Canon G12 vs. Nikon P7100 vs…

2011 PhotoPlus Camera Reviews Canon Featured Nikon Point and Shoot

Canon G12 vs. Nikon P7100The 2011 Holiday Season is upon us and I’m sure a lot of photographers would love to receive either the Canon PowerShot G12 or the Nikon Coolpix P7100 as a gift. The Canon G-Series cameras have long been among the most popular compact digital cameras – especially for serious photographers who want something small, light and powerful to compliment their digital SLR gear. The Nikon Coolpix P7100 is Nikon’s answer to the Canon G-Series cameras. I took a closer look at both cameras at the recent PhotoPlus show in New York and was reminded how nice they really are.

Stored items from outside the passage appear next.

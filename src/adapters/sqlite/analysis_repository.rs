//! SQLite implementation of the AnalysisRepository.
//!
//! Writes and reads tolerate a schema that lacks the extended analysis
//! columns, each side on its own. A commit tries the extended insert inside
//! a savepoint and, on a missing-column error, rolls back to the savepoint
//! and inserts the core fields in the same transaction. A read that hits the
//! same error class is re-issued selecting core fields only.

use async_trait::async_trait;
use chrono::Utc;
use sqlx::{SqliteConnection, SqlitePool};
use std::time::Duration;
use uuid::Uuid;

use super::schema_gate::SchemaGate;
use super::{parse_datetime, parse_optional_json, parse_uuid, to_optional_json};
use crate::domain::errors::{StoreError, StoreResult};
use crate::domain::models::{
    AnalysisCommit, AnalysisRecord, BiasInstance, CommitOutcome, DocumentStatus, ExtendedSections,
    RecordShape, Severity,
};
use crate::domain::ports::AnalysisRepository;

const CORE_COLUMNS: [&str; 6] = ["id", "document_id", "overall_score", "noise_score", "summary", "created_at"];

const EXTENDED_COLUMNS: [&str; 10] = [
    "noise_stats",
    "fact_check",
    "compliance",
    "swot",
    "simulation",
    "institutional_memory",
    "sentiment",
    "logical_analysis",
    "pre_mortem",
    "cognitive_diversity",
];

fn select_list(shape: RecordShape, alias: &str) -> String {
    let core = CORE_COLUMNS.iter();
    let columns: Vec<String> = match shape {
        RecordShape::Extended => core.chain(EXTENDED_COLUMNS.iter()).map(|c| format!("{alias}.{c}")).collect(),
        RecordShape::Core => core.map(|c| format!("{alias}.{c}")).collect(),
    };
    columns.join(", ")
}

fn record_schema_fallback(side: &'static str) {
    metrics::counter!("docaudit_schema_fallback_total", "side" => side).increment(1);
}

/// SQLite analysis store with independent read and write schema gates.
pub struct SqliteAnalysisRepository {
    pool: SqlitePool,
    write_gate: SchemaGate,
    read_gate: SchemaGate,
}

impl SqliteAnalysisRepository {
    /// Create a repository whose gates re-probe the extended columns every `reprobe_interval`.
    pub fn new(pool: SqlitePool, reprobe_interval: Duration) -> Self {
        Self {
            pool,
            write_gate: SchemaGate::new("write", reprobe_interval),
            read_gate: SchemaGate::new("read", reprobe_interval),
        }
    }

    /// Schema gate consulted by commits.
    pub fn write_gate(&self) -> &SchemaGate {
        &self.write_gate
    }

    /// Schema gate consulted by reads.
    pub fn read_gate(&self) -> &SchemaGate {
        &self.read_gate
    }

    async fn insert_extended(conn: &mut SqliteConnection, commit: &AnalysisCommit) -> StoreResult<()> {
        let report = &commit.report;
        let s = &report.sections;

        sqlx::query(
            r#"INSERT INTO analyses (id, document_id, overall_score, noise_score, summary, created_at,
                   noise_stats, fact_check, compliance, swot, simulation, institutional_memory,
                   sentiment, logical_analysis, pre_mortem, cognitive_diversity)
               VALUES (?, ?, ?, ?, ?, ?, ?, ?, ?, ?, ?, ?, ?, ?, ?, ?)"#
        )
        .bind(commit.analysis_id.to_string())
        .bind(commit.document_id.to_string())
        .bind(report.overall_score)
        .bind(report.noise_score)
        .bind(&report.summary)
        .bind(commit.created_at.to_rfc3339())
        .bind(to_optional_json(s.noise_stats.as_ref())?)
        .bind(to_optional_json(s.fact_check.as_ref())?)
        .bind(to_optional_json(s.compliance.as_ref())?)
        .bind(to_optional_json(s.swot.as_ref())?)
        .bind(to_optional_json(s.simulation.as_ref())?)
        .bind(to_optional_json(s.institutional_memory.as_ref())?)
        .bind(to_optional_json(s.sentiment.as_ref())?)
        .bind(to_optional_json(s.logical_analysis.as_ref())?)
        .bind(to_optional_json(s.pre_mortem.as_ref())?)
        .bind(to_optional_json(s.cognitive_diversity.as_ref())?)
        .execute(conn)
        .await?;

        Ok(())
    }

    async fn insert_core(conn: &mut SqliteConnection, commit: &AnalysisCommit) -> StoreResult<()> {
        let report = &commit.report;

        sqlx::query(
            r#"INSERT INTO analyses (id, document_id, overall_score, noise_score, summary, created_at)
               VALUES (?, ?, ?, ?, ?, ?)"#
        )
        .bind(commit.analysis_id.to_string())
        .bind(commit.document_id.to_string())
        .bind(report.overall_score)
        .bind(report.noise_score)
        .bind(&report.summary)
        .bind(commit.created_at.to_rfc3339())
        .execute(conn)
        .await?;

        Ok(())
    }

    /// Insert the analysis row, preferring the extended column set.
    async fn insert_analysis(&self, conn: &mut SqliteConnection, commit: &AnalysisCommit) -> StoreResult<RecordShape> {
        if !self.write_gate.should_try_extended() {
            Self::insert_core(conn, commit).await?;
            return Ok(RecordShape::Core);
        }

        sqlx::query("SAVEPOINT analysis_extended").execute(&mut *conn).await?;
        match Self::insert_extended(conn, commit).await {
            Ok(()) => {
                sqlx::query("RELEASE SAVEPOINT analysis_extended").execute(&mut *conn).await?;
                self.write_gate.record_extended();
                Ok(RecordShape::Extended)
            }
            Err(e) if e.is_schema_drift() => {
                tracing::warn!(
                    analysis_id = %commit.analysis_id,
                    error = %e,
                    "extended insert failed on missing column, retrying with core fields"
                );
                sqlx::query("ROLLBACK TO SAVEPOINT analysis_extended").execute(&mut *conn).await?;
                sqlx::query("RELEASE SAVEPOINT analysis_extended").execute(&mut *conn).await?;
                self.write_gate.record_core_only();
                record_schema_fallback("write");

                Self::insert_core(conn, commit).await?;
                Ok(RecordShape::Core)
            }
            Err(e) => Err(e),
        }
    }

    async fn insert_biases(conn: &mut SqliteConnection, biases: &[BiasInstance]) -> StoreResult<()> {
        for bias in biases {
            sqlx::query(
                r#"INSERT INTO bias_instances (id, analysis_id, bias_type, severity, excerpt, explanation, suggestion, confidence)
                   VALUES (?, ?, ?, ?, ?, ?, ?, ?)"#
            )
            .bind(bias.id.to_string())
            .bind(bias.analysis_id.to_string())
            .bind(&bias.bias_type)
            .bind(bias.severity.as_str())
            .bind(&bias.excerpt)
            .bind(&bias.explanation)
            .bind(&bias.suggestion)
            .bind(bias.confidence)
            .execute(&mut *conn)
            .await?;
        }
        Ok(())
    }

    async fn query_analysis_rows(&self, shape: RecordShape, tail: &str, key: &str) -> StoreResult<Vec<AnalysisRow>> {
        let sql = format!("SELECT {} {tail}", select_list(shape, "a"));
        let rows = sqlx::query_as::<_, AnalysisRow>(&sql)
            .bind(key)
            .fetch_all(&self.pool)
            .await?;
        Ok(rows)
    }

    /// Run an analyses select with the extended columns, falling back to the
    /// core columns when the schema lacks them.
    async fn fetch_analysis_rows(&self, tail: &str, key: &str) -> StoreResult<Vec<AnalysisRow>> {
        if self.read_gate.should_try_extended() {
            match self.query_analysis_rows(RecordShape::Extended, tail, key).await {
                Ok(rows) => {
                    self.read_gate.record_extended();
                    return Ok(rows);
                }
                Err(e) if e.is_schema_drift() => {
                    tracing::warn!(error = %e, "extended select failed on missing column, retrying with core fields");
                    self.read_gate.record_core_only();
                    record_schema_fallback("read");
                }
                Err(e) => return Err(e),
            }
        }

        self.query_analysis_rows(RecordShape::Core, tail, key).await
    }

    async fn biases_for(&self, analysis_id: Uuid) -> StoreResult<Vec<BiasInstance>> {
        let rows: Vec<BiasRow> = sqlx::query_as(
            r#"SELECT id, analysis_id, bias_type, severity, excerpt, explanation, suggestion, confidence
               FROM bias_instances WHERE analysis_id = ? ORDER BY rowid"#
        )
        .bind(analysis_id.to_string())
        .fetch_all(&self.pool)
        .await?;

        rows.into_iter().map(BiasInstance::try_from).collect()
    }
}

#[async_trait]
impl AnalysisRepository for SqliteAnalysisRepository {
    async fn commit(&self, commit: &AnalysisCommit) -> StoreResult<CommitOutcome> {
        let biases = commit.bias_instances();
        let mut tx = self.pool.begin().await?;

        let shape = self.insert_analysis(&mut tx, commit).await?;
        Self::insert_biases(&mut tx, &biases).await?;

        let status = sqlx::query(
            "UPDATE documents SET status = ?, updated_at = ? WHERE id = ? AND run_generation = ?"
        )
        .bind(DocumentStatus::Complete.as_str())
        .bind(Utc::now().to_rfc3339())
        .bind(commit.document_id.to_string())
        .bind(commit.generation)
        .execute(&mut *tx)
        .await?;

        tx.commit().await?;

        let status_applied = status.rows_affected() > 0;
        if !status_applied {
            tracing::info!(
                document_id = %commit.document_id,
                generation = commit.generation,
                "analysis stored but a newer run owns the document status"
            );
        }

        Ok(CommitOutcome {
            analysis_id: commit.analysis_id,
            shape,
            status_applied,
        })
    }

    async fn latest_for_document(&self, document_id: Uuid) -> StoreResult<Option<AnalysisRecord>> {
        let rows = self
            .fetch_analysis_rows(
                "FROM analyses a WHERE a.document_id = ? ORDER BY a.created_at DESC, a.rowid DESC LIMIT 1",
                &document_id.to_string(),
            )
            .await?;

        let Some(row) = rows.into_iter().next() else {
            return Ok(None);
        };

        let mut record = AnalysisRecord::try_from(row)?;
        record.biases = self.biases_for(record.id).await?;
        Ok(Some(record))
    }

    async fn list_for_owner(&self, owner_id: &str) -> StoreResult<Vec<AnalysisRecord>> {
        let rows = self
            .fetch_analysis_rows(
                "FROM analyses a JOIN documents d ON d.id = a.document_id WHERE d.owner_id = ? ORDER BY a.created_at ASC, a.rowid ASC",
                owner_id,
            )
            .await?;

        rows.into_iter().map(AnalysisRecord::try_from).collect()
    }

    async fn bias_counts_by_type(&self, owner_id: &str) -> StoreResult<Vec<(String, u64)>> {
        let rows: Vec<(String, i64)> = sqlx::query_as(
            r#"SELECT b.bias_type, COUNT(*) AS n
               FROM bias_instances b
               JOIN analyses a ON a.id = b.analysis_id
               JOIN documents d ON d.id = a.document_id
               WHERE d.owner_id = ?
               GROUP BY b.bias_type
               ORDER BY n DESC, b.bias_type ASC"#
        )
        .bind(owner_id)
        .fetch_all(&self.pool)
        .await?;

        Ok(rows.into_iter().map(|(t, n)| (t, n.max(0) as u64)).collect())
    }

    async fn bias_counts_by_severity(&self, owner_id: &str) -> StoreResult<Vec<(Severity, u64)>> {
        let rows: Vec<(String, i64)> = sqlx::query_as(
            r#"SELECT b.severity, COUNT(*) AS n
               FROM bias_instances b
               JOIN analyses a ON a.id = b.analysis_id
               JOIN documents d ON d.id = a.document_id
               WHERE d.owner_id = ?
               GROUP BY b.severity"#
        )
        .bind(owner_id)
        .fetch_all(&self.pool)
        .await?;

        let mut counts: Vec<(Severity, u64)> = rows
            .into_iter()
            .filter_map(|(s, n)| match Severity::from_str(&s) {
                Some(severity) => Some((severity, n.max(0) as u64)),
                None => {
                    tracing::warn!(severity = %s, "skipping bias instances with unknown severity");
                    None
                }
            })
            .collect();
        counts.sort_by_key(|(severity, _)| *severity);
        Ok(counts)
    }
}

#[derive(sqlx::FromRow)]
struct AnalysisRow {
    id: String,
    document_id: String,
    overall_score: f64,
    noise_score: f64,
    summary: String,
    created_at: String,
    #[sqlx(default)]
    noise_stats: Option<String>,
    #[sqlx(default)]
    fact_check: Option<String>,
    #[sqlx(default)]
    compliance: Option<String>,
    #[sqlx(default)]
    swot: Option<String>,
    #[sqlx(default)]
    simulation: Option<String>,
    #[sqlx(default)]
    institutional_memory: Option<String>,
    #[sqlx(default)]
    sentiment: Option<String>,
    #[sqlx(default)]
    logical_analysis: Option<String>,
    #[sqlx(default)]
    pre_mortem: Option<String>,
    #[sqlx(default)]
    cognitive_diversity: Option<String>,
}

impl TryFrom<AnalysisRow> for AnalysisRecord {
    type Error = StoreError;

    fn try_from(row: AnalysisRow) -> Result<Self, Self::Error> {
        Ok(AnalysisRecord {
            id: parse_uuid(&row.id)?,
            document_id: parse_uuid(&row.document_id)?,
            overall_score: row.overall_score,
            noise_score: row.noise_score,
            summary: row.summary,
            sections: ExtendedSections {
                noise_stats: parse_optional_json(row.noise_stats)?,
                fact_check: parse_optional_json(row.fact_check)?,
                compliance: parse_optional_json(row.compliance)?,
                swot: parse_optional_json(row.swot)?,
                simulation: parse_optional_json(row.simulation)?,
                institutional_memory: parse_optional_json(row.institutional_memory)?,
                sentiment: parse_optional_json(row.sentiment)?,
                logical_analysis: parse_optional_json(row.logical_analysis)?,
                pre_mortem: parse_optional_json(row.pre_mortem)?,
                cognitive_diversity: parse_optional_json(row.cognitive_diversity)?,
            },
            biases: Vec::new(),
            created_at: parse_datetime(&row.created_at)?,
        })
    }
}

#[derive(sqlx::FromRow)]
struct BiasRow {
    id: String,
    analysis_id: String,
    bias_type: String,
    severity: String,
    excerpt: String,
    explanation: String,
    suggestion: String,
    confidence: f64,
}

impl TryFrom<BiasRow> for BiasInstance {
    type Error = StoreError;

    fn try_from(row: BiasRow) -> Result<Self, Self::Error> {
        let severity = Severity::from_str(&row.severity)
            .ok_or_else(|| StoreError::CorruptRow(format!("Invalid severity: {}", row.severity)))?;

        Ok(BiasInstance {
            id: parse_uuid(&row.id)?,
            analysis_id: parse_uuid(&row.analysis_id)?,
            bias_type: row.bias_type,
            severity,
            excerpt: row.excerpt,
            explanation: row.explanation,
            suggestion: row.suggestion,
            confidence: row.confidence,
        })
    }
}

I decided to compare the G12 and P7100 to find out where the key differences lie. Both cameras are built very well and have a much more professional feel than the average compact camera. They also both have full manual exposure controls, an optical viewfinder, adjustable LCD displays and a flash hot shoe. Both the Canon G12 and Nikon P7100 make a very good compact alternative to a digital SLR. They’re great when you don’t want to carry a bulky DSLR and lens, for travel photographers, or for photographers on a budget who want a solid, full-featured camera. But which one is really the best? And is there an even better alternative?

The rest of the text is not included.